Ring-enhancing lesion on Brain MRI
T solium
Dx: Antibody assays to T solium serum (better than CSF). Serum antibody test results are often negative with minimal disease (a solitary cyst) but positive in patients with multiple lesions.
- Neurocysticercosis is a neglected tropical parasitic disease caused by 1 or more cysticerci (larvae) of the pork tapeworm Taenia solium. In the United States, most patients with neurocysticercosis are immigrants from Latin America or Asia.
- Seizures are the most common clinical manifestation of intracranial neurocysticercosis and often result from acute or chronic host inflammation of degenerating Taenia solium brain cysts. Also ocular.
EBV Titer interpretations
Acute/Recent infection: + IgM-VA and IgG-VA (persists for life). - IgG against nuclear antigen (EBNA). IgM lasts for about 2 months
Previous infection: - IgM and + EBNA
Reactivation: previous infection + early antigen
Lyme disease - treatment
Serologies are NOT detectable 1-2 weeks after the tick bite. So, if has erythema migrans, just Treat!

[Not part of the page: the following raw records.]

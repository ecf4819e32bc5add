use serde_json::{Map, Value};
use crate::errors::S2pError;

/// A parsed Scout2 results document. No schema is enforced; values are
/// resolved by key path when a report needs them.
#[derive(Debug, Clone)]
pub struct Document {
    root: Value,
}

impl Document {
    pub fn new(root: Value) -> Self {
        Self { root }
    }

    /// Resolve a key path, failing with `MissingPath` on the first absent key.
    pub fn lookup(&self, path: &[&str]) -> Result<&Value, S2pError> {
        lookup_in(&self.root, path, "")
    }

    /// Resolve a key path that must hold an object.
    pub fn object(&self, path: &[&str]) -> Result<&Map<String, Value>, S2pError> {
        let value = self.lookup(path)?;
        value.as_object().ok_or_else(|| S2pError::UnexpectedType {
            path: path.join("."),
            expected: "object",
        })
    }
}

/// Resolve `path` below `value`. `prefix` is the already-resolved dotted path,
/// used only for error messages.
pub fn lookup_in<'a>(value: &'a Value, path: &[&str], prefix: &str) -> Result<&'a Value, S2pError> {
    let mut current = value;
    let mut resolved = prefix.to_string();
    for key in path {
        if !resolved.is_empty() {
            resolved.push('.');
        }
        resolved.push_str(key);
        current = match current {
            Value::Object(map) => map.get(*key),
            _ => None,
        }
        .ok_or_else(|| S2pError::MissingPath(resolved.clone()))?;
    }
    Ok(current)
}

/// Read `value` as a string, naming `path` if it is some other kind of value.
pub fn expect_str<'a>(value: &'a Value, path: &str) -> Result<&'a str, S2pError> {
    value.as_str().ok_or_else(|| S2pError::UnexpectedType {
        path: path.to_string(),
        expected: "string",
    })
}

pub fn expect_array<'a>(value: &'a Value, path: &str) -> Result<&'a Vec<Value>, S2pError> {
    value.as_array().ok_or_else(|| S2pError::UnexpectedType {
        path: path.to_string(),
        expected: "array",
    })
}
use serde::{Deserialize, Serialize};

/// Optional per-report defaults read from a YAML file. Command-line flags
/// take precedence over anything set here.
#[derive(Debug, Clone, Deserialize, Serialize, Default, PartialEq)]
#[serde(deny_unknown_fields)]
pub struct S2pConfig {
    pub nsg: Option<NsgConfig>,
    pub buckets: Option<OutputConfig>,
    pub flowlogs: Option<OutputConfig>,
}

#[derive(Debug, Clone, Deserialize, Serialize, Default, PartialEq)]
#[serde(deny_unknown_fields)]
pub struct NsgConfig {
    pub min_count: Option<usize>,
    pub wanted_findings: Option<Vec<String>>,
    pub output: Option<String>,
}

#[derive(Debug, Clone, Deserialize, Serialize, Default, PartialEq)]
#[serde(deny_unknown_fields)]
pub struct OutputConfig {
    pub output: Option<String>,
}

Doxy or Amox or Cefuroxime
Epi
- spirochete Borrelia burgdorferi and transmitted to humans by the bite of the infected Ixodes (deer) tick
- New England, the Eastern mid-Atlantic, and the upper Midwest.
Sx:
Early localized Lyme disease = erythema migrans (1-4 wks after tick bite)
Early disseminated = multiple erythema migrans lesions, facial nerve palsy, carditis (heart block), aseptic meningitis
Late = arthritis (usually knee)
Bacterial Meningitis Empiric Treatment
Vanco + CTX for anyone older than 1 month
Streptococcus pneumoniae and Neisseria meningitidis are the 2 most common bacteria causing pyogenic meningitis in previously healthy children older than 1 month. In unimmunized children younger than 4 years, Haemophilus influenzae type b must also be considered.
Vanco covers resistant strains of s.pneumo
What infectious etiology causes malabsorptive diarrhea?
Giardia!
Dx’ed with ova and parasite exam: direct microscopic evaluation and/or Giardia-specific enzyme immunoassay of stool samples.